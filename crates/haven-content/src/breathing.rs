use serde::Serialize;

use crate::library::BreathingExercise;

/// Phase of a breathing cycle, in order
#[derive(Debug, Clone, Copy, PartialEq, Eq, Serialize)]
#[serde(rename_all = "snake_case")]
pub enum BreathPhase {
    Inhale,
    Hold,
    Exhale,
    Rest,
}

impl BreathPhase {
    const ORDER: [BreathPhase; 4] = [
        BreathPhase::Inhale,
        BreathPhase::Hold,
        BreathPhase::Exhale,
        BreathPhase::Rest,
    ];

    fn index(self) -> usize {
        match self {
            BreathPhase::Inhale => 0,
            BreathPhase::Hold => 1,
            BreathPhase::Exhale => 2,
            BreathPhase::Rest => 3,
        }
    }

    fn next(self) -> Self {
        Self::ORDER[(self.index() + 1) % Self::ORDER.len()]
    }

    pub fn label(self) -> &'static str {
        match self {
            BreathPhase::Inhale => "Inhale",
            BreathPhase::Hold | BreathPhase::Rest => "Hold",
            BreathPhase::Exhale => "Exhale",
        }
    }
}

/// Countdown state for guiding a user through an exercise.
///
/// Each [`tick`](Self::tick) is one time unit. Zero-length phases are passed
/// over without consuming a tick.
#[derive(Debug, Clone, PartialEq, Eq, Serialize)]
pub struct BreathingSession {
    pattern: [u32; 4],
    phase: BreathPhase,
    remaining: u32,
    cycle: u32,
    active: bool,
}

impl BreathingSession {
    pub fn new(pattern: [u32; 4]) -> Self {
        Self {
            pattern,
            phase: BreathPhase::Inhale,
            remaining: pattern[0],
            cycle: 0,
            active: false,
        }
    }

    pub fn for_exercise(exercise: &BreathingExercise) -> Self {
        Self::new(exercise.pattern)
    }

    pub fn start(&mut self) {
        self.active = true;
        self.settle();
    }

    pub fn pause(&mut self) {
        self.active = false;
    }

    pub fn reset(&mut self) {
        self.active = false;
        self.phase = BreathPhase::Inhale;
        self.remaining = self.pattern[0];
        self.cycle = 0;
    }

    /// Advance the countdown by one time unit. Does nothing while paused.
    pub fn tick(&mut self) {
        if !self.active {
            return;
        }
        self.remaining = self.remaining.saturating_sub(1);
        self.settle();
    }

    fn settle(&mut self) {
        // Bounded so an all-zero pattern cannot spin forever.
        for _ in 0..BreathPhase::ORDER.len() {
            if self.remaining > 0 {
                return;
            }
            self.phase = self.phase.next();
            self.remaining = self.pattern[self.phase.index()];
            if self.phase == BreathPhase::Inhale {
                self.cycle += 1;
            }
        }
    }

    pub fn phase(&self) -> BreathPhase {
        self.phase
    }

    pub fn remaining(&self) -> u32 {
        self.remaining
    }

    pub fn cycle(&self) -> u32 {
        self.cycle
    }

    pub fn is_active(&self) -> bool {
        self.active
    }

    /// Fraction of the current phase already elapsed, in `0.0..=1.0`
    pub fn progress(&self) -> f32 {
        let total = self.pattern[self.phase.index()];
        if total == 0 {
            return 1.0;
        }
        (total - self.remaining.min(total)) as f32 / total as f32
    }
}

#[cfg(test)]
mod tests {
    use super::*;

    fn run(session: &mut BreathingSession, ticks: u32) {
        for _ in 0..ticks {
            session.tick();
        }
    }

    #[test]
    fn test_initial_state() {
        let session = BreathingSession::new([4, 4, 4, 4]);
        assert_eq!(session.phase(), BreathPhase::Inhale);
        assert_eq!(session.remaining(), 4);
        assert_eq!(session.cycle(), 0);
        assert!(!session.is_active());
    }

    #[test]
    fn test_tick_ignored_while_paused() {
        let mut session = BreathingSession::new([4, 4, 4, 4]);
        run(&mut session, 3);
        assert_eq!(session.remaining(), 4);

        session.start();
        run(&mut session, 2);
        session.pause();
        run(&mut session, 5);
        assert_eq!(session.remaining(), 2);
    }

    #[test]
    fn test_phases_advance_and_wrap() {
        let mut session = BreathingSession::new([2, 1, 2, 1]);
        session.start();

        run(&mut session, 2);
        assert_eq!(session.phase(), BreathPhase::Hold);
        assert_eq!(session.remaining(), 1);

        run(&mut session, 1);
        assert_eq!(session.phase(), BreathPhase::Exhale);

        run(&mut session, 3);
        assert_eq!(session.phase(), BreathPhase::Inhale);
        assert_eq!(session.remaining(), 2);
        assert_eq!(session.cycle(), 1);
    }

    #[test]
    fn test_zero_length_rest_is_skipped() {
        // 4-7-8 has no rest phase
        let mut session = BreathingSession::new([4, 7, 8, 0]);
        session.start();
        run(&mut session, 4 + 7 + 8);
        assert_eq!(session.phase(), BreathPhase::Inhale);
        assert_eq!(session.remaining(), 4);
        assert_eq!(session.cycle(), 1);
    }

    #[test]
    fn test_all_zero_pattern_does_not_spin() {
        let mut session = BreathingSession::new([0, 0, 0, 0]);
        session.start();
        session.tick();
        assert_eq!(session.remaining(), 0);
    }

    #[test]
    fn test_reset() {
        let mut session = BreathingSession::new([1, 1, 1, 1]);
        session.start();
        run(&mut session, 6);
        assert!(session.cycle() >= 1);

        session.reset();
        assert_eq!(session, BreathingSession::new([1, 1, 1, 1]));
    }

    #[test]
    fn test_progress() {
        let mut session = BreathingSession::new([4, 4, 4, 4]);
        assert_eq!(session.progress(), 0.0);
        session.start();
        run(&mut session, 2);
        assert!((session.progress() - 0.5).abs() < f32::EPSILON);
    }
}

### [Task description]
Lines in the material above that include the string "total" should be listed.

### [Response area]
        let total = self.pattern[self.phase.index()];
        if total == 0 {
        (total - self.remaining.min(total)) as f32 / total as f32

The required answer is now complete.